ASSIGNMENT ->
Bring together all lines of the material below that contain the string "backend".

··· DATA RECORDS

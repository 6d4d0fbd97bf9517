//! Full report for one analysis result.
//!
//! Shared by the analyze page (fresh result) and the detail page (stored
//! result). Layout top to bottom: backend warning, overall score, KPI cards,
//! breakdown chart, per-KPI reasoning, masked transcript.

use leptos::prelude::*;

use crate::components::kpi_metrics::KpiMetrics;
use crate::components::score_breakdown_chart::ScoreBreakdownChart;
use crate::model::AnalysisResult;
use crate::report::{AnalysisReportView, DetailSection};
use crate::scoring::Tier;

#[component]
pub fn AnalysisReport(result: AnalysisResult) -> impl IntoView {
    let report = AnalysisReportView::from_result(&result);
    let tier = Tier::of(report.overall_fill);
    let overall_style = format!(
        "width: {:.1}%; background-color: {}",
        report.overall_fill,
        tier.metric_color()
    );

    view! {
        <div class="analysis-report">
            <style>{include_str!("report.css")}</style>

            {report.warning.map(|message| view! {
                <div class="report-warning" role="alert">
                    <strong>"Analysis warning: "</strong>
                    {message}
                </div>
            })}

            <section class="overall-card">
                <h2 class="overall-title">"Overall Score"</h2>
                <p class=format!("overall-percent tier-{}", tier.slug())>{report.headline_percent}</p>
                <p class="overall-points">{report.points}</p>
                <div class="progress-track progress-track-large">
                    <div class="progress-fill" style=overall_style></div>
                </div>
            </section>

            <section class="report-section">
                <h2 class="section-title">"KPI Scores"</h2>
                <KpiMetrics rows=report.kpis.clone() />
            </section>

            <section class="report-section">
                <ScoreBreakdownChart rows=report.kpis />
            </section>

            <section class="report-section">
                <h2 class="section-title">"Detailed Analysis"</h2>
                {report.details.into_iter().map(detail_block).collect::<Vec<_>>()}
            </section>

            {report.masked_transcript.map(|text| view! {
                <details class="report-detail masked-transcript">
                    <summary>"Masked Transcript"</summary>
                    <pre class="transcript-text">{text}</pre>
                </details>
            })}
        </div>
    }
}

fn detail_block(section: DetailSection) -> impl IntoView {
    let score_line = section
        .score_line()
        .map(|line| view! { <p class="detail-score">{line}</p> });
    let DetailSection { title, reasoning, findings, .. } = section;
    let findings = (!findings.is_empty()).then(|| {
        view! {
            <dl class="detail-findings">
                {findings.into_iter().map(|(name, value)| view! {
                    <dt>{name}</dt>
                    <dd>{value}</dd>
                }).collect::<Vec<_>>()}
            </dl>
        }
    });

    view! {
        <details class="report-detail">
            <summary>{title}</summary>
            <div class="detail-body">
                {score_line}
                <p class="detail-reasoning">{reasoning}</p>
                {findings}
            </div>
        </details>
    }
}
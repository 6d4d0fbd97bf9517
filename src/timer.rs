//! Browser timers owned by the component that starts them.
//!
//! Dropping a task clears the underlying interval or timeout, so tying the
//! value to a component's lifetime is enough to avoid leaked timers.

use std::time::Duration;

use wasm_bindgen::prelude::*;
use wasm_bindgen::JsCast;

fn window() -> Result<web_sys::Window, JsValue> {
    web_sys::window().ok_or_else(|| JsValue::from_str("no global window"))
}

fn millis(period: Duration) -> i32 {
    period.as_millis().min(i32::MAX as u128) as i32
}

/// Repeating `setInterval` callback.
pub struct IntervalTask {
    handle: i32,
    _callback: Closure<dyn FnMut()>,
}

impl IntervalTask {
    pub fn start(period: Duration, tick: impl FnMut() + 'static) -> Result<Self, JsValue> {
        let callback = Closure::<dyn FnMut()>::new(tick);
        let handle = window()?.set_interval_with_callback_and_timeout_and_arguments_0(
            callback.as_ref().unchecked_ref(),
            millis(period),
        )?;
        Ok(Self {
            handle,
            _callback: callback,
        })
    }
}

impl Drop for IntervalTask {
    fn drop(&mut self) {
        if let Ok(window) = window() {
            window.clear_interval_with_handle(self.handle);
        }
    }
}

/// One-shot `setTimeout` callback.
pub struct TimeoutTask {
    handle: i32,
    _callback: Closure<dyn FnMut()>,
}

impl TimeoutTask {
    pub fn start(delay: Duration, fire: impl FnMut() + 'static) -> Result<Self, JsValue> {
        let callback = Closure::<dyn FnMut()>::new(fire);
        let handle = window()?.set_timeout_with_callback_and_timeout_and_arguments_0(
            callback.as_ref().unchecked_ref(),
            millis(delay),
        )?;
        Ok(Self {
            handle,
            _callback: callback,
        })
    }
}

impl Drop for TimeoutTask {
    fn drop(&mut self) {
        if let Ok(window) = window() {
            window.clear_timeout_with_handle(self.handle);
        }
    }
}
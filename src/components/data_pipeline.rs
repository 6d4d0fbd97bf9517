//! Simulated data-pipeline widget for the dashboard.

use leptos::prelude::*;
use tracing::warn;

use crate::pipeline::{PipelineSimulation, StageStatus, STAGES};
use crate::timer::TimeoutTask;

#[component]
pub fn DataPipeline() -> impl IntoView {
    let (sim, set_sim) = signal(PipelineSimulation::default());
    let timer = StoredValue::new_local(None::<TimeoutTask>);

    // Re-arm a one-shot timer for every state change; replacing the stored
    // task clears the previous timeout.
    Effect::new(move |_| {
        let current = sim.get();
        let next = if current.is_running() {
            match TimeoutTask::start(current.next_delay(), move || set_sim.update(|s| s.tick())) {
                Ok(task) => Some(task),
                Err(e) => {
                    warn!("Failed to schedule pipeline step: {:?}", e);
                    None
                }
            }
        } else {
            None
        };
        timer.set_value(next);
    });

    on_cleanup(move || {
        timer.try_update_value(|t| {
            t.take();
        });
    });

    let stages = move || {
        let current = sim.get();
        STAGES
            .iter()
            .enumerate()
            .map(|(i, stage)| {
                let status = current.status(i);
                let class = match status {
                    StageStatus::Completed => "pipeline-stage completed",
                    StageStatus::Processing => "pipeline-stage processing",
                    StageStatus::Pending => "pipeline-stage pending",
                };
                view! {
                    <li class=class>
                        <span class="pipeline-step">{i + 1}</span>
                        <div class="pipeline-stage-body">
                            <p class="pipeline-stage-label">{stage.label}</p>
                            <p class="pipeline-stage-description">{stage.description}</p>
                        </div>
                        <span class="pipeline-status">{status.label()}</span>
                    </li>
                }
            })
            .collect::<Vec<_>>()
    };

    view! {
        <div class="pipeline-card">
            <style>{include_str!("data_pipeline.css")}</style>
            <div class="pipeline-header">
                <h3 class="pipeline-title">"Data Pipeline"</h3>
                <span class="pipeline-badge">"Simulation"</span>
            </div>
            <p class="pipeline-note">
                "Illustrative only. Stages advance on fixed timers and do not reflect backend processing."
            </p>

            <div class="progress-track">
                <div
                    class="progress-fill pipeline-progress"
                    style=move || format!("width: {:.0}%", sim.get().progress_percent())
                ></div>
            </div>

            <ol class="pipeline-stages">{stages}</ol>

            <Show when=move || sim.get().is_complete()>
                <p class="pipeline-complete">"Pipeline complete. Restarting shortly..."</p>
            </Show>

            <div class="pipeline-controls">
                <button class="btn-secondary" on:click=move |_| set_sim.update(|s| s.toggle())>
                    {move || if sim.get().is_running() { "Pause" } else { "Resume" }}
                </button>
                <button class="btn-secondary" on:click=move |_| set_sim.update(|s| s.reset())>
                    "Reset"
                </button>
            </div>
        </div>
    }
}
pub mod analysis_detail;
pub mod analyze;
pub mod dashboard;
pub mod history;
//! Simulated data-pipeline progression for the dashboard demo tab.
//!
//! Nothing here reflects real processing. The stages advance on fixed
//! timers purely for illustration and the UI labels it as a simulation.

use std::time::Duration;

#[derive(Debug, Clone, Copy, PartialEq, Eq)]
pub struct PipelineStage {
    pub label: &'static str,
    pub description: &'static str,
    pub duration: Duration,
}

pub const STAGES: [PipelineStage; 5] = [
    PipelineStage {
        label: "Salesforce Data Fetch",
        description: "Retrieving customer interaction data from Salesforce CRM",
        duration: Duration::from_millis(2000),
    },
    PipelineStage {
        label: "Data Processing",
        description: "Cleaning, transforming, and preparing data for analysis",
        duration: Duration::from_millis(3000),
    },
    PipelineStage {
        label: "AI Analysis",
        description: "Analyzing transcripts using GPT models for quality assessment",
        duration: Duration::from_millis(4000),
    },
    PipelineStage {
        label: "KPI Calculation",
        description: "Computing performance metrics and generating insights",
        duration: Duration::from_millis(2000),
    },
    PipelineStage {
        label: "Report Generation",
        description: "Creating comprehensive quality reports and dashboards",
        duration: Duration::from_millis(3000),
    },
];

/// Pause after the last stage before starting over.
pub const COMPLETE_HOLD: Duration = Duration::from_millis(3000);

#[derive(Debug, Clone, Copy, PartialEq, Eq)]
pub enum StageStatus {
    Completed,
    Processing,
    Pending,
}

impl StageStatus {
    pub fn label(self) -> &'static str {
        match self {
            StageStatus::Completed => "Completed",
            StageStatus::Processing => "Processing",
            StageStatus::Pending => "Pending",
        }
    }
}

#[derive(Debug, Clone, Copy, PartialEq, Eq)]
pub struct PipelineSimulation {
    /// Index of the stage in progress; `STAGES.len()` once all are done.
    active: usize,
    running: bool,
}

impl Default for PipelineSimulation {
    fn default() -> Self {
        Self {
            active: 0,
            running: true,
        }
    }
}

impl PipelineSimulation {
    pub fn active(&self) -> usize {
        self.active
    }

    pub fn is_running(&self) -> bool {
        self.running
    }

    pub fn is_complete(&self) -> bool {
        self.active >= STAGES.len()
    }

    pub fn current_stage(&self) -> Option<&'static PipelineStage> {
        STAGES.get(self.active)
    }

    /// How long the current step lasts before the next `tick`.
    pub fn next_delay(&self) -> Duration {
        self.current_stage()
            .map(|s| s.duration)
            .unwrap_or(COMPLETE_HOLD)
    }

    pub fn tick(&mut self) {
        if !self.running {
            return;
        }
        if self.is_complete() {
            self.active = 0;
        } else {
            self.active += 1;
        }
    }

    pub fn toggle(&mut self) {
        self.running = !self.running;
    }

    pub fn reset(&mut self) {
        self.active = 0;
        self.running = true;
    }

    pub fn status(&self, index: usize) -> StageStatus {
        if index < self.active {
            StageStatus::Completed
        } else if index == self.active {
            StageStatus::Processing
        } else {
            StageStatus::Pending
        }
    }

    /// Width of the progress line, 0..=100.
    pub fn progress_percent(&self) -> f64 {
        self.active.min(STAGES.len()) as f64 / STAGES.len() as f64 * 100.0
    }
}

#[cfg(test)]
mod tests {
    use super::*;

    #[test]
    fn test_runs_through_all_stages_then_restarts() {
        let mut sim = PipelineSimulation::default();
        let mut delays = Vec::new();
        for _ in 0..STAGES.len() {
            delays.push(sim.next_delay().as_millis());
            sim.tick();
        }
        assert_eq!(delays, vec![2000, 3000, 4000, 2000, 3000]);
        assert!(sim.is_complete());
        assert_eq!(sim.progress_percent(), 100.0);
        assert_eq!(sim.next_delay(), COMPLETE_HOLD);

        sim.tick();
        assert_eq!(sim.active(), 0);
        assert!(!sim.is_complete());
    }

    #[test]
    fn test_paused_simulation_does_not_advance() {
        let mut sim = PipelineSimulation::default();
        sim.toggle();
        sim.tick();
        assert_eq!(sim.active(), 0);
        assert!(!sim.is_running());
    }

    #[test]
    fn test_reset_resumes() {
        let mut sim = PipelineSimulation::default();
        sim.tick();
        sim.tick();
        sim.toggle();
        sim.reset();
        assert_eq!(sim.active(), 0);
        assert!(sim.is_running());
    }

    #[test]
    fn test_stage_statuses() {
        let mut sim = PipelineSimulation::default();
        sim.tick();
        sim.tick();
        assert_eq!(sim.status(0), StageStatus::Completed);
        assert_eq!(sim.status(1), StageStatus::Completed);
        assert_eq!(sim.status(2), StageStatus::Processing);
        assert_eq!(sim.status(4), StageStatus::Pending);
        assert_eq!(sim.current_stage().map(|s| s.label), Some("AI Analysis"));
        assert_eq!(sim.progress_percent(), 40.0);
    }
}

······
··· DATA RECORDS

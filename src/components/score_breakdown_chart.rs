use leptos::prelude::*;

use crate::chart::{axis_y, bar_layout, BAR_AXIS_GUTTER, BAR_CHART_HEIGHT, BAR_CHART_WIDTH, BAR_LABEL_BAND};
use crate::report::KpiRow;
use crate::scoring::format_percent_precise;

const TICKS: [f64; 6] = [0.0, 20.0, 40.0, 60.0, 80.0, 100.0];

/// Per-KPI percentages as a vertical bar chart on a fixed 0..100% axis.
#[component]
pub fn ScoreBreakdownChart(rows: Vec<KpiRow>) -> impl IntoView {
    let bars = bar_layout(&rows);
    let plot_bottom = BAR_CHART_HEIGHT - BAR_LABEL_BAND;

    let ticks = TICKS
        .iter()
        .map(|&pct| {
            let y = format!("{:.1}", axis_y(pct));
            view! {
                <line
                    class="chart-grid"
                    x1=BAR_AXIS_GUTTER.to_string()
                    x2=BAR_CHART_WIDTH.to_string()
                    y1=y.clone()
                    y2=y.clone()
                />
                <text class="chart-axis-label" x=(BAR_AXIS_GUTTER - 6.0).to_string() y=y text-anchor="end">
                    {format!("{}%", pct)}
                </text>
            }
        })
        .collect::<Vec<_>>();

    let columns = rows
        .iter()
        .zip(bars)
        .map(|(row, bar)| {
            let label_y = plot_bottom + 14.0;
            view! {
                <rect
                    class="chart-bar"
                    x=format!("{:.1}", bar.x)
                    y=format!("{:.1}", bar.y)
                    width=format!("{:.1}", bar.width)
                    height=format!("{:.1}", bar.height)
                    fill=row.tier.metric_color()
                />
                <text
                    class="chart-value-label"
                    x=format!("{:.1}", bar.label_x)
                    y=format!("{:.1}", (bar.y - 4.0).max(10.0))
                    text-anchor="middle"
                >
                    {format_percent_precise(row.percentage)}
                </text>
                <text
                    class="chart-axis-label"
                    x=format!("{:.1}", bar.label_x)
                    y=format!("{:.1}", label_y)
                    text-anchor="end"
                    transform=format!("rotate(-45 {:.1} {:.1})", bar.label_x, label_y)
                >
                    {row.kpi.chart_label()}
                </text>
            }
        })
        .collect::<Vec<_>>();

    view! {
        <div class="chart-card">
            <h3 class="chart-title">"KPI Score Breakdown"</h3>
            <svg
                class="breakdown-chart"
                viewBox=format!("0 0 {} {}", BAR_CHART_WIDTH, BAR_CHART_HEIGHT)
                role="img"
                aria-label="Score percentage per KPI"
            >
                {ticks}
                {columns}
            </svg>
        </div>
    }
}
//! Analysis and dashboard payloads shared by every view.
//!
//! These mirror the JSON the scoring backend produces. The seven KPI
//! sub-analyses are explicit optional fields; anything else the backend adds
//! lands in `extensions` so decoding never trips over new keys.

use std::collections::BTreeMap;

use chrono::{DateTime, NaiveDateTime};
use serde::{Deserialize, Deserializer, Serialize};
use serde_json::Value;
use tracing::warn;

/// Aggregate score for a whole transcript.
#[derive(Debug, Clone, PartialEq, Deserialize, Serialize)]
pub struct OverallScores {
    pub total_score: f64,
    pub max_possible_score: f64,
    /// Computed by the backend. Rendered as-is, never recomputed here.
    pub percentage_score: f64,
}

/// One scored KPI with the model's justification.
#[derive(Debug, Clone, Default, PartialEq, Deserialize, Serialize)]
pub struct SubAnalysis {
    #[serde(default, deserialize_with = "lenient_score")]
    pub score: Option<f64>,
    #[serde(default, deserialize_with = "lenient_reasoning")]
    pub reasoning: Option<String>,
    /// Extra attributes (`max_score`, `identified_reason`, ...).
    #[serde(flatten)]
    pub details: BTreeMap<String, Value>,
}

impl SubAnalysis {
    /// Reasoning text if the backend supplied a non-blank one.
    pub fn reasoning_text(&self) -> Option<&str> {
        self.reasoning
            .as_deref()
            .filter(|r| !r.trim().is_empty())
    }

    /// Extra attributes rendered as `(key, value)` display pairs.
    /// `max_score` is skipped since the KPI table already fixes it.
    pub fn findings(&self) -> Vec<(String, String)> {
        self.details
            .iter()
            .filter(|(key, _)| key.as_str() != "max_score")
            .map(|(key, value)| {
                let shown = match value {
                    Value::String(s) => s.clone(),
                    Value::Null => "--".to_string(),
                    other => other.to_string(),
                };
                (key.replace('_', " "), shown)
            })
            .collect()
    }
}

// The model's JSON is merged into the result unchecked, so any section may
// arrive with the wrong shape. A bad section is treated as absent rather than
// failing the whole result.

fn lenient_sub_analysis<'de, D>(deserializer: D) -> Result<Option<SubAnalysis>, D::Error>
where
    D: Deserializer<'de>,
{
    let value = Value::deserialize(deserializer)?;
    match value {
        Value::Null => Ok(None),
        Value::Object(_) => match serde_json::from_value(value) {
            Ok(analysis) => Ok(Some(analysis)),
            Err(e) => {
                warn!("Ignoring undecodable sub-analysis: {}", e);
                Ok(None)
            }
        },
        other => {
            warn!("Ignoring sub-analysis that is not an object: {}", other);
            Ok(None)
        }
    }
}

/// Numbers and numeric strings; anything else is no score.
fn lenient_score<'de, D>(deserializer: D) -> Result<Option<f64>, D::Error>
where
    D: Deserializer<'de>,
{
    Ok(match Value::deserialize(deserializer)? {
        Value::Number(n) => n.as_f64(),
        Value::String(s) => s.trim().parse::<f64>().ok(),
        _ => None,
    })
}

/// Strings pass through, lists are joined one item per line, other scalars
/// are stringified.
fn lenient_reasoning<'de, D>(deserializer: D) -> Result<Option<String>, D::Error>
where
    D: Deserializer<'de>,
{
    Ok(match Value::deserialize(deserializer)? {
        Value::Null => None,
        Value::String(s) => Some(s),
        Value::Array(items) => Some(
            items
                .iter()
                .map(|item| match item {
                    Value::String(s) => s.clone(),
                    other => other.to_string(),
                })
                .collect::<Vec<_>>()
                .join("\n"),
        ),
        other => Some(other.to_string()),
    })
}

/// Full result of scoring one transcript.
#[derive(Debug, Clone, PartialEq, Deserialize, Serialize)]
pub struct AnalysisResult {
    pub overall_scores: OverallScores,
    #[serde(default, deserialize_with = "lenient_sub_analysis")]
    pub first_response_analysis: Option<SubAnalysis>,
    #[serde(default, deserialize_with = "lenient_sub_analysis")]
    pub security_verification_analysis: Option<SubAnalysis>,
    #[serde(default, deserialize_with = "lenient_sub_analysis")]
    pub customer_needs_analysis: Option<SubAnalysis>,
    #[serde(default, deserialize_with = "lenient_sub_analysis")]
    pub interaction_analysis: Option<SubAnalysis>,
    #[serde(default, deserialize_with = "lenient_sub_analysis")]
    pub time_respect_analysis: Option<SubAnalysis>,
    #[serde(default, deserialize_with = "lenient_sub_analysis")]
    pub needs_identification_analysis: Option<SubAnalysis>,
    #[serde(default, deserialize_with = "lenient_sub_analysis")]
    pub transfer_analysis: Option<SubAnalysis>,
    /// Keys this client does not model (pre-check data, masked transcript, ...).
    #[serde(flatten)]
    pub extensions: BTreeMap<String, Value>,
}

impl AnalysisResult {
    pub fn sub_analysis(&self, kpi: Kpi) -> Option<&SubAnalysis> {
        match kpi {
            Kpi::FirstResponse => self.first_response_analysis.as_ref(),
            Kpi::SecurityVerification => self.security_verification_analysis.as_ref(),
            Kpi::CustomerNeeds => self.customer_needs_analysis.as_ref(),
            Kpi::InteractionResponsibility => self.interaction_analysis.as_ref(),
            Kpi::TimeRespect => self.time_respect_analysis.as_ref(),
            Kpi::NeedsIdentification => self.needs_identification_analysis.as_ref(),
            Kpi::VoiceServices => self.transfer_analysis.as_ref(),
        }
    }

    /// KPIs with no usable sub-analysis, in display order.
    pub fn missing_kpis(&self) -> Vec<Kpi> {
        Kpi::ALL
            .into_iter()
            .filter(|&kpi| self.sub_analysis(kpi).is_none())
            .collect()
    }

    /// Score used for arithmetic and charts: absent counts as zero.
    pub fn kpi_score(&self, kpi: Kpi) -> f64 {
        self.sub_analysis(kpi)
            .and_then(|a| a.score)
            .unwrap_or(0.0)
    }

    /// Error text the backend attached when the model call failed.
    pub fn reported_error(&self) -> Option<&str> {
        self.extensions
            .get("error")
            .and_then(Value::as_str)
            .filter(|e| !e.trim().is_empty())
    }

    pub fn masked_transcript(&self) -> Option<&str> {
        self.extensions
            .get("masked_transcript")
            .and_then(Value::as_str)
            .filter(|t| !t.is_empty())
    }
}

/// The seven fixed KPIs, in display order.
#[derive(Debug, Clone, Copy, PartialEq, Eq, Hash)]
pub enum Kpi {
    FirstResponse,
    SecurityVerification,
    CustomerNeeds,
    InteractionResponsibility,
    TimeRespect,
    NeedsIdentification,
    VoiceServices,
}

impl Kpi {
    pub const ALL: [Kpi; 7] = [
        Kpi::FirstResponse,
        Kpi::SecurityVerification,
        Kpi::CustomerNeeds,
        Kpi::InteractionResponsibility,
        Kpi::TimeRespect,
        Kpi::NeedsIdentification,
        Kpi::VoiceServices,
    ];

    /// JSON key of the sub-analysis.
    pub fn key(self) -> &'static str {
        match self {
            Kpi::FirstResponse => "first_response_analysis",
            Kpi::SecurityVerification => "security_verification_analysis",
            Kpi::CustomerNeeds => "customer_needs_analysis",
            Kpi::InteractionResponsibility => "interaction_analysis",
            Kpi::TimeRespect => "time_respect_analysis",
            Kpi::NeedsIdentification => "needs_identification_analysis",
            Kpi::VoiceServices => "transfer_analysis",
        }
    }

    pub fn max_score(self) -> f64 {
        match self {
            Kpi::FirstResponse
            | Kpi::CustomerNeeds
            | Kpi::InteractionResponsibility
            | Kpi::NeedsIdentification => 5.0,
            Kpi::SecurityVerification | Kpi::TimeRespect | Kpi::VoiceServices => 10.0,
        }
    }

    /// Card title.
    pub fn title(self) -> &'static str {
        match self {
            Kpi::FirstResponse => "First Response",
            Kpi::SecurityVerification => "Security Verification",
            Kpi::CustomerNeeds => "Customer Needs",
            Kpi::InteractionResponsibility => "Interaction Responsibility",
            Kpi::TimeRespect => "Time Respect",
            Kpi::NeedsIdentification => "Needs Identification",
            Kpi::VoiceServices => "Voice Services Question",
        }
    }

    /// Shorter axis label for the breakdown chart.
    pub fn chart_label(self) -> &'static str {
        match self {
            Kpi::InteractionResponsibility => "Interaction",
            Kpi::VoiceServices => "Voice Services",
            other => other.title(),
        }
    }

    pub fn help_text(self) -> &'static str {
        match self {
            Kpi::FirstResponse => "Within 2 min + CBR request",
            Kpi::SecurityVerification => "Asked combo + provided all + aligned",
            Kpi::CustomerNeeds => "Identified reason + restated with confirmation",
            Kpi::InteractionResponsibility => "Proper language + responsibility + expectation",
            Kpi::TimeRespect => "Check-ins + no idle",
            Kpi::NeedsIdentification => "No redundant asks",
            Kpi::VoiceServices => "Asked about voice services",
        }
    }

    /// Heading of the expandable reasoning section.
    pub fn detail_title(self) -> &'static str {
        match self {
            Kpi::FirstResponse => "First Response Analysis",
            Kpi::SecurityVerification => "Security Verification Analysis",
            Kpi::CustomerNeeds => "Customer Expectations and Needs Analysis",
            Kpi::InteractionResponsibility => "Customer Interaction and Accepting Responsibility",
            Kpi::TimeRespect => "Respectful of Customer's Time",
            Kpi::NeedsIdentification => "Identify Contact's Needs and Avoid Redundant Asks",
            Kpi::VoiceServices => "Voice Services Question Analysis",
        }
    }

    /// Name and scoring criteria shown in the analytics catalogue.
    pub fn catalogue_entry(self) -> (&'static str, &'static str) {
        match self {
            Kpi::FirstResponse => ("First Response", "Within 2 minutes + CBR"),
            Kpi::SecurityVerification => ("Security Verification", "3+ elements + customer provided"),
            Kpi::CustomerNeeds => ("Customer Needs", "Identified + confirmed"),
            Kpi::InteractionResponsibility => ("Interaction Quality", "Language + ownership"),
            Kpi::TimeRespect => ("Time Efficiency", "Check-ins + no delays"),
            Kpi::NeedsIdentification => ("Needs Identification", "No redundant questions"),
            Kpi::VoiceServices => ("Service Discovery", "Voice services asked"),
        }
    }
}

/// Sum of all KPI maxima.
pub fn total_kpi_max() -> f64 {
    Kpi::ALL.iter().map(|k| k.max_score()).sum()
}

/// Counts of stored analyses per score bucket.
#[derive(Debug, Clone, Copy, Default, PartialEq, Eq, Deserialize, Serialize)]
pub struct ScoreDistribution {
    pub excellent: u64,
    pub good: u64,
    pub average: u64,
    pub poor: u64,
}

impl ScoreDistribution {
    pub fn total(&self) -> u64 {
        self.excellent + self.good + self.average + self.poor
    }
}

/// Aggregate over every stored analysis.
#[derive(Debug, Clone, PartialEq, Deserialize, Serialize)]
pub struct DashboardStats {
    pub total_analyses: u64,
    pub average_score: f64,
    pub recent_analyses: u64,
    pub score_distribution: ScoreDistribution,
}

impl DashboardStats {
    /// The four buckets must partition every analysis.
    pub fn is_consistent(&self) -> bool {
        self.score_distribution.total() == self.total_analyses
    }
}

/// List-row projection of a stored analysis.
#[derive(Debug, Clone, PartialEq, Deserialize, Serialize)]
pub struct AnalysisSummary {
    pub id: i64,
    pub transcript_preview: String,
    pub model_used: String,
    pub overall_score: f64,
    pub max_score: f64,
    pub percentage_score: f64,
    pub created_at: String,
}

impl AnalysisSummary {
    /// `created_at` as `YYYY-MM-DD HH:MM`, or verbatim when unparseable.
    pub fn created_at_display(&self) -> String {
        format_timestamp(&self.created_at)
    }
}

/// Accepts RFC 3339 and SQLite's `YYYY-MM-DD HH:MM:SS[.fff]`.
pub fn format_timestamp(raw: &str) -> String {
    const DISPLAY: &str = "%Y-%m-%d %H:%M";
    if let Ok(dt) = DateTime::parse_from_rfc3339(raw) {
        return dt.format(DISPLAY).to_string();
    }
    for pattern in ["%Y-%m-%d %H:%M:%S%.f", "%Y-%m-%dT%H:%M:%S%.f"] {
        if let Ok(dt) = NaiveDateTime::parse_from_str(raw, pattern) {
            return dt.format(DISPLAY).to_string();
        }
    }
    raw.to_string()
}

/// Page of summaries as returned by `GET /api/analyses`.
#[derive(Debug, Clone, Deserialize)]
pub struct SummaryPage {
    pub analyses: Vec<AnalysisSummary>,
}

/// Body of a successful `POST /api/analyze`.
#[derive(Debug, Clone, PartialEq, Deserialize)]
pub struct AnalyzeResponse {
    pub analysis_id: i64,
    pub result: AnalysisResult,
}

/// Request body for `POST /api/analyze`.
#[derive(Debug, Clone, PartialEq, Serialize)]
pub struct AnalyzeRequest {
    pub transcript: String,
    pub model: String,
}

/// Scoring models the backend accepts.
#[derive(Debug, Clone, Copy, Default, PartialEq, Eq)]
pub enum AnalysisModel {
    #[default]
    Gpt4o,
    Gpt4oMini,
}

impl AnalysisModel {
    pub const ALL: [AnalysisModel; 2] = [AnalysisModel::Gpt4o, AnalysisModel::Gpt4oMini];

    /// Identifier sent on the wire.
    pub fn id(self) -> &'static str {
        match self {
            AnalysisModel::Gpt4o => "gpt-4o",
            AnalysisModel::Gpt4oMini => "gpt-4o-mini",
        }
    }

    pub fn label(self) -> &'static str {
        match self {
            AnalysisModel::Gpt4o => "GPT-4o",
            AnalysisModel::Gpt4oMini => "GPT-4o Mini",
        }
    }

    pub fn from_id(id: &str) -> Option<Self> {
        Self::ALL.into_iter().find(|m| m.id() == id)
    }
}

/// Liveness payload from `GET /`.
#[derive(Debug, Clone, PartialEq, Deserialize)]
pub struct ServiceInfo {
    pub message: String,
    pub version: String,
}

······

SOLUTION BELOW ->
//! result). Layout top to bottom: backend warning, overall score, KPI cards,
                "Illustrative only. Stages advance on fixed timers and do not reflect backend processing."
//! These mirror the JSON the scoring backend produces. The seven KPI
//! sub-analyses are explicit optional fields; anything else the backend adds
    /// Computed by the backend. Rendered as-is, never recomputed here.
    /// Reasoning text if the backend supplied a non-blank one.
    /// Error text the backend attached when the model call failed.
/// Scoring models the backend accepts.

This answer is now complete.